Lovemusic33 · 03/10/2018 13:55

But if you date or chat to more than one person, make sure they don’t know each other 😐😐 I think I have just slipped up. Meant to be seeing Mr VW at the festival on Friday also been chatting to another VW person and just found out he’s going to the same festival and is camping with Mr VW, he’s invited me to have a drink with them (the club they are in), this could be awkward.

My Kayak has just been over too see me and keeps dropping hints about coming with me at the weekend. I could really do with an identical twin right now.

Eesha · 03/10/2018 14:04

@Ittakestwo i second dating at least two people as I always get emotionally invested if there is just the one on the go.

MaggieMuggins · 03/10/2018 14:18

Well isn't the dating thread turning into a hotbed of lurve?! Wonderful news and a lesson for all of us that you need to keep your heart and mind open, otherwise how will love find its way in? Grin

pudding21 · 03/10/2018 14:22

love you are single and haven't committed to anyone. Go and brazen it out :) Have you been upfornt about seeing other people, if so, you have nothing to worry about.

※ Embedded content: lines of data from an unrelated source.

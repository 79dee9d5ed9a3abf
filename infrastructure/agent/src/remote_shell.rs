use std::time::Duration;

use async_trait::async_trait;
use base64::Engine;
use base64::engine::general_purpose::STANDARD;
use serde::{Deserialize, Serialize};

use business::domain::execution::duration::format_duration;
use business::domain::execution::errors::ExecutionError;
use business::domain::execution::executor::RemoteExecutor;
use business::domain::execution::model::{ExecutionOutput, ShellInput, ShellJob};

use crate::client::AgentClient;

/// Extra client-side allowance on top of the deadline the remote agent
/// already enforces itself.
const NETWORK_MARGIN: Duration = Duration::from_secs(5);

#[derive(Debug, Default, Serialize, Deserialize)]
pub struct ShellRequest {
    #[serde(skip_serializing_if = "Option::is_none")]
    pub cmd: Option<String>,
    #[serde(skip_serializing_if = "Option::is_none")]
    pub script: Option<String>,
    #[serde(skip_serializing_if = "Option::is_none")]
    pub shell: Option<String>,
    #[serde(skip_serializing_if = "Option::is_none")]
    pub timeout: Option<String>,
}

impl ShellRequest {
    fn from_job(job: &ShellJob) -> Self {
        let (cmd, script) = match &job.input {
            ShellInput::Command(text) => (Some(STANDARD.encode(text)), None),
            ShellInput::Script(text) => (None, Some(STANDARD.encode(text))),
        };

        Self {
            cmd,
            script,
            shell: job.shell.clone(),
            timeout: job.timeout.map(format_duration),
        }
    }
}

#[derive(Debug, Default, Serialize, Deserialize)]
pub struct ShellResult {
    #[serde(default)]
    pub stdout: String,
    #[serde(default)]
    pub stderr: String,
    #[serde(default)]
    pub error: String,
}

impl ShellResult {
    fn into_outcome(self) -> Result<ExecutionOutput, ExecutionError> {
        let stdout = decode_field(&self.stdout, "stdout")?;
        let stderr = decode_field(&self.stderr, "stderr")?;
        let error = decode_field(&self.error, "error")?;

        if error.is_empty() {
            Ok(ExecutionOutput { stdout, stderr })
        } else {
            Err(ExecutionError::RemoteFailed {
                detail: error,
                stdout,
                stderr,
            })
        }
    }
}

fn decode_field(value: &str, field: &str) -> Result<String, ExecutionError> {
    if value.is_empty() {
        return Ok(String::new());
    }

    let bytes = STANDARD
        .decode(value)
        .map_err(|err| ExecutionError::Transport {
            reason: format!("invalid base64 in agent response field '{field}': {err}"),
        })?;
    Ok(String::from_utf8_lossy(&bytes).into_owned())
}

/// Runs shell jobs on remote hosts through their agent's shell endpoint.
pub struct HttpRemoteExecutor {
    client: AgentClient,
}

impl HttpRemoteExecutor {
    pub fn new(client: AgentClient) -> Self {
        Self { client }
    }
}

#[async_trait]
impl RemoteExecutor for HttpRemoteExecutor {
    async fn run_on(&self, host: &str, job: &ShellJob) -> Result<ExecutionOutput, ExecutionError> {
        let url = self.client.shell_url(host);

        let mut request = self
            .client
            .client
            .post(&url)
            .json(&ShellRequest::from_job(job));
        if let Some(key) = self.client.api_key() {
            request = request.header("X-Api-Key", key);
        }
        if let Some(timeout) = job.timeout.filter(|t| !t.is_zero()) {
            request = request.timeout(timeout + NETWORK_MARGIN);
        }

        let response = request
            .send()
            .await
            .map_err(|err| ExecutionError::Transport {
                reason: err.to_string(),
            })?;

        let status = response.status();
        if !status.is_success() {
            return Err(ExecutionError::Transport {
                reason: format!("{} returned {}", url, status),
            });
        }

        let result: ShellResult =
            response
                .json()
                .await
                .map_err(|err| ExecutionError::Transport {
                    reason: err.to_string(),
                })?;
        result.into_outcome()
    }
}
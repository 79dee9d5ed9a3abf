use business::domain::logger::Logger;
use tracing::{debug, error, info, warn};

pub struct TracingLogger;

impl Logger for TracingLogger {
    fn info(&self, message: &str) {
        info!(target: "Agent -- ", "{}", message);
    }
    fn warn(&self, message: &str) {
        warn!(target: "Agent -- ", "{}", message);
    }
    fn error(&self, message: &str) {
        error!(target: "Agent -- ", "{}", message);
    }
    fn debug(&self, message: &str) {
        debug!(target: "Agent -- ", "{}", message);
    }
}
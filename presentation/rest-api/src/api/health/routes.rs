use chrono::Utc;
use poem_openapi::{Object, OpenApi, payload::Json};
use serde::{Deserialize, Serialize};

use crate::api::tags::ApiTags;

/// Health check response
#[derive(Debug, Clone, Serialize, Deserialize, Object)]
pub struct HealthCheckResponse {
    /// Service status
    pub status: String,
    /// Current server timestamp
    pub timestamp: String,
    /// Service version
    pub version: String,
}

/// Health API for monitoring and infrastructure checks
pub struct Api;

impl Api {
    pub fn new() -> Self {
        Self
    }
}

#[OpenApi]
impl Api {
    /// Health check endpoint
    ///
    /// Returns the current status of the service. Public, no authentication,
    /// intended for liveness probes and load balancer checks.
    #[oai(path = "/health", method = "get", tag = "ApiTags::Health")]
    async fn health_check(&self) -> Json<HealthCheckResponse> {
        Json(HealthCheckResponse {
            status: "healthy".to_string(),
            timestamp: Utc::now().to_rfc3339(),
            version: env!("CARGO_PKG_VERSION").to_string(),
        })
    }
}
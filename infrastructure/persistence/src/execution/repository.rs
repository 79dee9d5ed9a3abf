use async_trait::async_trait;
use sqlx::PgPool;

use business::domain::errors::RepositoryError;
use business::domain::execution::model::ExecutionRecord;
use business::domain::execution::repository::ExecutionLogRepository;
use business::domain::sharding::pool::ShardPool;

use crate::execution::entity::ExecutionRecordEntity;

/// Execution log backed by sharded PostgreSQL. Writes route through the
/// shard's writer handle, reads through its reader handle, both picked by
/// the record's routing key.
pub struct ExecutionLogPostgres {
    pool: ShardPool<PgPool>,
}

impl ExecutionLogPostgres {
    pub fn new(pool: ShardPool<PgPool>) -> Self {
        Self { pool }
    }
}

#[async_trait]
impl ExecutionLogRepository for ExecutionLogPostgres {
    async fn save(&self, record: &ExecutionRecord) -> Result<(), RepositoryError> {
        let writer = self
            .pool
            .writer(&record.routing_key)
            .map_err(|_| RepositoryError::Unroutable)?;

        sqlx::query(
            "INSERT INTO executions (id, routing_key, kind, command, status, error, duration_ms, created_at)
             VALUES ($1, $2, $3, $4, $5, $6, $7, $8)",
        )
        .bind(record.id)
        .bind(&record.routing_key)
        .bind(record.kind.to_string())
        .bind(&record.command)
        .bind(record.status.to_string())
        .bind(&record.error)
        .bind(record.duration_ms)
        .bind(record.created_at)
        .execute(writer)
        .await
        .map_err(|_| RepositoryError::DatabaseError)?;

        Ok(())
    }

    /// An empty routing key lands on the first shard and returns its history
    /// across all keys, newest first.
    async fn recent(
        &self,
        routing_key: &str,
        limit: i64,
    ) -> Result<Vec<ExecutionRecord>, RepositoryError> {
        let reader = self
            .pool
            .reader(routing_key)
            .map_err(|_| RepositoryError::Unroutable)?;

        let entities = if routing_key.is_empty() {
            sqlx::query_as::<_, ExecutionRecordEntity>(
                "SELECT id, routing_key, kind, command, status, error, duration_ms, created_at
                 FROM executions ORDER BY created_at DESC LIMIT $1",
            )
            .bind(limit)
            .fetch_all(reader)
            .await
            .map_err(|_| RepositoryError::DatabaseError)?
        } else {
            sqlx::query_as::<_, ExecutionRecordEntity>(
                "SELECT id, routing_key, kind, command, status, error, duration_ms, created_at
                 FROM executions WHERE routing_key = $1 ORDER BY created_at DESC LIMIT $2",
            )
            .bind(routing_key)
            .bind(limit)
            .fetch_all(reader)
            .await
            .map_err(|_| RepositoryError::DatabaseError)?
        };

        Ok(entities.into_iter().map(|entity| entity.into_domain()).collect())
    }
}

#[cfg(test)]
mod tests {
    use super::*;
    use business::domain::execution::model::{ExecutionOutput, ShellInput, ShellJob};

    #[tokio::test]
    async fn should_fail_with_unroutable_when_pool_has_no_shards() {
        let repository = ExecutionLogPostgres::new(ShardPool::new());
        let job = ShellJob::new(ShellInput::Command("uptime".to_string()), None, None)
            .expect("valid job");
        let record = ExecutionRecord::capture(
            "tenant7".to_string(),
            &job,
            &Ok(ExecutionOutput::default()),
            5,
        );

        let saved = repository.save(&record).await;
        assert!(matches!(saved, Err(RepositoryError::Unroutable)));

        let fetched = repository.recent("tenant7", 10).await;
        assert!(matches!(fetched, Err(RepositoryError::Unroutable)));
    }
}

Kine and Bendy great news for you both.

vet Your story at the moment is my favourite OLD one, I hope I can still say that in 20 years time once theyve written a film about you

BendyLikeBeckham · 03/10/2018 14:42

Kine and Bendygreat news for you both.

Thanks very much, pudding21. We are both very happy! Smile

Kin2 · 03/10/2018 14:47

Kine and Bendy great news for you both.

Thanks pudding #RuleXbreakers

Mumfun · 03/10/2018 14:50

Just delurking to say yes HalfDutchGirl totally agree with you. I almost missed out on someone great as he was super busy and stressed by some family issues so didn't reply when I expected. And I asked dating friends and they said no let him go. But he had kind of got under my skin so I messaged him again. And we have been seeing each other for 2 months and things are going well.

Glad to see some other OLD folk doing well. Pleased for you Kin and Vet and Wishy and Bendy and HalfDutch. And I agree . You do know when someone is special and they just affect you in ways the others don't :)

IndieTara · 03/10/2018 14:53

Agree with one of the PP's re Bumble. It's getting as bad as POF

pudding21 · 03/10/2018 15:05

Ooooft, I wasn't referring to you both together, just you both had similar news ;) But great news all round.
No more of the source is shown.